口唇ヘルペスが繰り返す、再発する原因は?

口唇ヘルペスは慢性化しやすい疾患であり、非常にしぶとく繰り返すことが多いものです。では、どうして口唇ヘルペスは繰り返すのでしょうか?それは、特別に治療せずとも口唇ヘルペスの症状自体は治ったように見えるかも知れませんが、実際にはヘルペスウイルスは排除されることなく体の中に潜むからなのです。つまり、根本的な治療を行わないと繰り返すというだけなのです。

 

口唇ヘルペスは2週間程度で症状が消失しますので、発症しても全く治療しようとしない人もいますし、ちょっと保湿クリームなどを塗って終わりにする人もいます。

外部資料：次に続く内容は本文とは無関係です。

mod common;

use common::{body_html, init_logging};
use instruction_dom::{
	dom::{Dom, FetchResponse},
	include::{wrap_response, TemplateMode, TemplateOptions},
	memory::{ExecutedScript, MemoryDom},
	BatchReport, ComponentSpec, Engine, Error, Result,
};
use pretty_assertions::assert_eq;
use serde_json::{json, Map};
use std::{cell::RefCell, rc::Rc};

type Outcome<T> = Rc<RefCell<Option<Result<T>>>>;

fn setup(html: &str) -> (MemoryDom, Engine<MemoryDom>) {
	init_logging();
	let mut dom = MemoryDom::new();
	let body = dom.body();
	dom.set_inner_html(&body, html).unwrap();
	(dom, Engine::new())
}

fn include(dom: &mut MemoryDom, engine: &Engine<MemoryDom>, url: &str, spec: ComponentSpec<instruction_dom::memory::NodeId>) -> Outcome<String> {
	let outcome: Outcome<String> = Rc::default();
	engine.include(dom, url, spec, {
		let outcome = outcome.clone();
		move |_: &mut MemoryDom, result| *outcome.borrow_mut() = Some(result)
	});
	assert!(outcome.borrow().is_none());
	assert_eq!(dom.run_pending(), 1);
	outcome
}

#[test]
fn media_types() {
	let wrap = |content_type: &str, body: &str| wrap_response(&FetchResponse::new("/x", content_type, body));
	assert_eq!(wrap("text/html; charset=utf-8", "<b>hi</b>"), "<div><b>hi</b></div>");
	assert_eq!(wrap("application/json", r#"{"a":1}"#), "<pre class=\"syntax-highlight\">{\n  \"a\": 1\n}</pre>");
	assert_eq!(wrap("multipart/form-data", "a=<1>"), "<pre>a=&lt;1&gt;</pre>");
	assert_eq!(wrap("image/png", ""), "<img src=\"/x\">");
	assert_eq!(wrap("video/mp4", ""), "<video controls=\"\" src=\"/x\"></video>");
	assert_eq!(wrap("application/pdf", ""), "<iframe class=\"pdf\" src=\"/x\"></iframe>");
	assert_eq!(wrap("text/plain", "1 < 2"), "<pre>1 &lt; 2</pre>");
	assert_eq!(wrap("application/zip", ""), "<object data=\"/x\" type=\"application/zip\"></object>");
}

#[test]
fn included_fragments_are_added_to_body() {
	let (mut dom, engine) = setup("<div>first</div>");
	dom.serve("/frag.html", FetchResponse::new("/frag.html", "text/html", "<b>hi</b>"));

	let outcome = include(&mut dom, &engine, "/frag.html", ComponentSpec::default());
	assert_eq!(*outcome.borrow(), Some(Ok("Include successful".to_owned())));
	assert_eq!(body_html(&dom), r#"<div>first</div><div class="included"><div><b>hi</b></div></div>"#);
}

#[test]
fn repeated_includes_with_an_id_swap_content() {
	let (mut dom, engine) = setup("");
	dom.serve("/a.txt", FetchResponse::new("/a.txt", "text/plain", "a"));
	dom.serve("/b.txt", FetchResponse::new("/b.txt", "text/plain", "b"));

	include(&mut dom, &engine, "/a.txt", ComponentSpec::default().with_id("inc"));
	include(&mut dom, &engine, "/b.txt", ComponentSpec::default().with_id("inc"));
	assert_eq!(body_html(&dom), r#"<div class="included" id="inc"><pre>b</pre></div>"#);
}

#[test]
fn failed_includes_report_why() {
	let (mut dom, engine) = setup("");
	dom.serve("/gone", FetchResponse::new("/gone", "text/html", "nope").with_status(404));

	let outcome = include(&mut dom, &engine, "/gone", ComponentSpec::default());
	assert_eq!(
		*outcome.borrow(),
		Some(Err(Error::Fetch {
			url: "/gone".to_owned(),
			message: "status 404".to_owned(),
		}))
	);

	let outcome = include(&mut dom, &engine, "/unserved", ComponentSpec::default());
	assert!(matches!(*outcome.borrow(), Some(Err(Error::Fetch { .. }))));
	assert_eq!(body_html(&dom), "");
}

#[test]
fn remote_ui_documents() {
	let (mut dom, engine) = setup("");
	dom.serve(
		"/ui.json",
		FetchResponse::new("/ui.json", "application/json", r#"{ "_ui": [{ "method": "add", "components": [{ "type": "p", "slot": "remote" }] }, { "method": "?" }] }"#),
	);
	dom.serve("/bare.json", FetchResponse::new("/bare.json", "application/json", r#"[{ "method": "reload" }]"#));
	dom.serve("/broken.json", FetchResponse::new("/broken.json", "application/json", "{"));

	let outcomes: Vec<Outcome<BatchReport>> = ["/ui.json", "/bare.json", "/broken.json"]
		.iter()
		.map(|url| {
			let outcome: Outcome<BatchReport> = Rc::default();
			engine.load_ui(&mut dom, url, {
				let outcome = outcome.clone();
				move |_: &mut MemoryDom, result| *outcome.borrow_mut() = Some(result)
			});
			outcome
		})
		.collect();
	assert_eq!(dom.run_pending(), 3);

	assert_eq!(*outcomes[0].borrow(), Some(Ok(BatchReport { applied: 1, skipped: 1 })));
	assert_eq!(*outcomes[1].borrow(), Some(Ok(BatchReport { applied: 1, skipped: 0 })));
	assert!(matches!(*outcomes[2].borrow(), Some(Err(Error::Serialization(_)))));
	assert_eq!(body_html(&dom), "<p>remote</p>");
	assert_eq!(dom.reload_count(), 1);
}

const TEMPLATE: &str = r#"<template id="tpl"><section class="card"><slot></slot><script>t()</script></section></template><div id="target"><p>old</p></div>"#;

fn target_html(dom: &MemoryDom) -> String {
	dom.inner_html(&dom.element_by_id("target").unwrap()).unwrap()
}

#[test]
fn templates_insert_clones() {
	let (mut dom, engine) = setup(TEMPLATE);
	let first = engine.apply_template(&mut dom, "tpl", "target", &TemplateOptions::default()).unwrap();
	assert_eq!(first.and_then(|first| dom.tag_name(&first)).as_deref(), Some("section"));
	engine.apply_template(&mut dom, "tpl", "target", &TemplateOptions::default()).unwrap();

	assert_eq!(
		target_html(&dom),
		r#"<p>old</p><section class="card"><slot></slot><script>t()</script></section><section class="card"><slot></slot><script>t()</script></section>"#
	);
	assert_eq!(dom.executed_scripts().len(), 2);
	assert_eq!(
		dom.executed_scripts()[0],
		ExecutedScript {
			src: None,
			text: "t()".to_owned(),
		}
	);
}

#[test]
fn templates_replace_and_set_attributes() {
	let (mut dom, engine) = setup(TEMPLATE);
	let mut attributes = Map::new();
	attributes.insert("data-x".to_owned(), json!(1));
	let options = TemplateOptions {
		mode: TemplateMode::Replace,
		attributes,
		..TemplateOptions::default()
	};
	engine.apply_template(&mut dom, "tpl", "target", &options).unwrap();
	assert_eq!(target_html(&dom), r#"<section class="card" data-x="1"><slot></slot><script>t()</script></section>"#);
}

#[test]
fn templates_wrap_previous_content() {
	let (mut dom, engine) = setup(TEMPLATE);
	let options = TemplateOptions {
		mode: TemplateMode::Wrap,
		..TemplateOptions::default()
	};
	engine.apply_template(&mut dom, "tpl", "target", &options).unwrap();
	assert_eq!(target_html(&dom), r#"<section class="card"><slot><p>old</p></slot><script>t()</script></section>"#);
}

#[test]
fn wrapping_without_slot_appends() {
	let (mut dom, engine) = setup(r#"<template id="plain"><b>no slot</b></template><div id="target"><p>old</p></div>"#);
	let options = TemplateOptions {
		mode: TemplateMode::Wrap,
		..TemplateOptions::default()
	};
	engine.apply_template(&mut dom, "plain", "target", &options).unwrap();
	assert_eq!(target_html(&dom), "<b>no slot</b><p>old</p>");
}

#[test]
fn once_only_templates_are_used_up() {
	let (mut dom, engine) = setup(TEMPLATE);
	let options = TemplateOptions {
		once_only: true,
		..TemplateOptions::default()
	};
	assert!(engine.apply_template(&mut dom, "tpl", "target", &options).unwrap().is_some());
	assert_eq!(engine.apply_template(&mut dom, "tpl", "target", &options), Ok(None));
	assert_eq!(dom.inner_html(&dom.element_by_id("tpl").unwrap()).unwrap(), "");
}

#[test]
fn template_errors() {
	let (mut dom, engine) = setup(TEMPLATE);
	let options = TemplateOptions::default();
	assert!(matches!(engine.apply_template(&mut dom, "missing", "target", &options), Err(Error::NotFound(_))));
	assert!(matches!(engine.apply_template(&mut dom, "tpl", "missing", &options), Err(Error::NotFound(_))));
	assert!(matches!(engine.apply_template(&mut dom, "target", "tpl", &options), Err(Error::NotAnElement { .. })));
}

本当ならば全ての口唇ヘルペスは抗ウイルス作用を持つ専用の塗り薬と内服薬を併用し根治させるべきなのですが、軽視する人が多いのが現実です。そうすると、ヘルペスウイルスへの感染自体は継続していながら、症状だけは解消する不顕性感染の状態へと移行します。したがって口唇ヘルペスが再発するとはいいますが、そもそも感染は継続していて、免疫力が低下したり粘膜の状態が悪くなるといつでも顔を出すわけです。治療していないから治らず繰り返すというわけなんですね。

 

ヘルペスウイルスは三叉神経節内に潜んで不顕性感染の状態に移行し、神経内部では免疫機構がウイルスを排除する機能は働かないため、勝手にヘルペスウイルスへの感染が解消し根治するということは起こりません。したがって、口唇ヘルペスにかかったらしっかり適切な治療を行い、ヘルペスウイルスを根本的に体から追い出す必要があるのです。